- The task
For the entries below, the expected answer is the line with "for import operations", the line with "the requested table", and every line between them, exactly as written, and nothing more.
Information supplied section start
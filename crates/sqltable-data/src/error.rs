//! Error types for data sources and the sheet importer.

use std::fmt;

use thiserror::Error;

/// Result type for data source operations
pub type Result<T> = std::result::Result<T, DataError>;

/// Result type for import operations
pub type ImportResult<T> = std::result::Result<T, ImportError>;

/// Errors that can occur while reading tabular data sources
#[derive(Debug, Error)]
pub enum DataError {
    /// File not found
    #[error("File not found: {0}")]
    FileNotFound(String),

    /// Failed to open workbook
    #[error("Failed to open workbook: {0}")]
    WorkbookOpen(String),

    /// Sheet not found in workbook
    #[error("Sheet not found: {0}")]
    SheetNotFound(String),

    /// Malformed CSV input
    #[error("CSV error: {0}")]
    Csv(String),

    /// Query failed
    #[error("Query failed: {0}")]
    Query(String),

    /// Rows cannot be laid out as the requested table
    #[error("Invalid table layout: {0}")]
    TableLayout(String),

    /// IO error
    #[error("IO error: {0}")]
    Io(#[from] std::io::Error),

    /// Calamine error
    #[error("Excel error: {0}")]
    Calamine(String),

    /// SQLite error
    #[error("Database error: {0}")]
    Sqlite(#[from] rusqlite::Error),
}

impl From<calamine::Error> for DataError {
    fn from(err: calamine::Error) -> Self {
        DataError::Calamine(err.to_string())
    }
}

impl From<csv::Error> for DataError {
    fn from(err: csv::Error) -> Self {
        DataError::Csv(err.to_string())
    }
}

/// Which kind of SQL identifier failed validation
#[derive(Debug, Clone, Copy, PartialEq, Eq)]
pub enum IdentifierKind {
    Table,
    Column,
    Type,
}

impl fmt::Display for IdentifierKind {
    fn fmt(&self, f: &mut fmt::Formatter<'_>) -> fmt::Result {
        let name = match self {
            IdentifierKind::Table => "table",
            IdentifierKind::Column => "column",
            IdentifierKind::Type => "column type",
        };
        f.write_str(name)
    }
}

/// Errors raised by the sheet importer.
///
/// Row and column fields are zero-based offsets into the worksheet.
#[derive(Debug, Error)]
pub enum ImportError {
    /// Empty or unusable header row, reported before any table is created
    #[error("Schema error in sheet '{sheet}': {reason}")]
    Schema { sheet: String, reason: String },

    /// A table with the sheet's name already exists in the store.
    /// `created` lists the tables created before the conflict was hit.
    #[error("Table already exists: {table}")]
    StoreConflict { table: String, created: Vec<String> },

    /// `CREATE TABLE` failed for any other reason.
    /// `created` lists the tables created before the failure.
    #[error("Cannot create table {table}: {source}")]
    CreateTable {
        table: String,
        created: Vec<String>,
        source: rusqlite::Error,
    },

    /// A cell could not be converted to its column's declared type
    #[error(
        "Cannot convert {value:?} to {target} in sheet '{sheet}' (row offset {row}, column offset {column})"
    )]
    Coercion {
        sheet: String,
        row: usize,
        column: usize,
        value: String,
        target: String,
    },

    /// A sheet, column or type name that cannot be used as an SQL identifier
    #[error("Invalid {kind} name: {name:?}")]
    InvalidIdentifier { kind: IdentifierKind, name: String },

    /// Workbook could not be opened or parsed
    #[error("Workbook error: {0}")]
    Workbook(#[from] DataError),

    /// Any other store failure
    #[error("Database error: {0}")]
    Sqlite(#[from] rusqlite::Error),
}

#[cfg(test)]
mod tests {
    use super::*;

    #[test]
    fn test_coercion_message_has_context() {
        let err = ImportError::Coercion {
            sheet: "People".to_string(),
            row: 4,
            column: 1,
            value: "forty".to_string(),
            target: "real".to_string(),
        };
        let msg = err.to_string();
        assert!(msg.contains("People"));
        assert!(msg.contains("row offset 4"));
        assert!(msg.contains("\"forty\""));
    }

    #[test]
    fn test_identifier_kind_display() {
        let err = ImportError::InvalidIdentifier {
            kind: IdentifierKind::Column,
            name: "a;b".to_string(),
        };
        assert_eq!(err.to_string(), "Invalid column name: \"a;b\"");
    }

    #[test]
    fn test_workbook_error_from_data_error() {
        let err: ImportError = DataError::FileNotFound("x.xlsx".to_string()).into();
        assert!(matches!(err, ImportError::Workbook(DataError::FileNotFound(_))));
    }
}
Information supplied section end
- Solution for this task
/// Result type for import operations
pub type ImportResult<T> = std::result::Result<T, ImportError>;

/// Errors that can occur while reading tabular data sources
#[derive(Debug, Error)]
pub enum DataError {
    /// File not found
    #[error("File not found: {0}")]
    FileNotFound(String),

    /// Failed to open workbook
    #[error("Failed to open workbook: {0}")]
    WorkbookOpen(String),

    /// Sheet not found in workbook
    #[error("Sheet not found: {0}")]
    SheetNotFound(String),

    /// Malformed CSV input
    #[error("CSV error: {0}")]
    Csv(String),

    /// Query failed
    #[error("Query failed: {0}")]
    Query(String),

    /// Rows cannot be laid out as the requested table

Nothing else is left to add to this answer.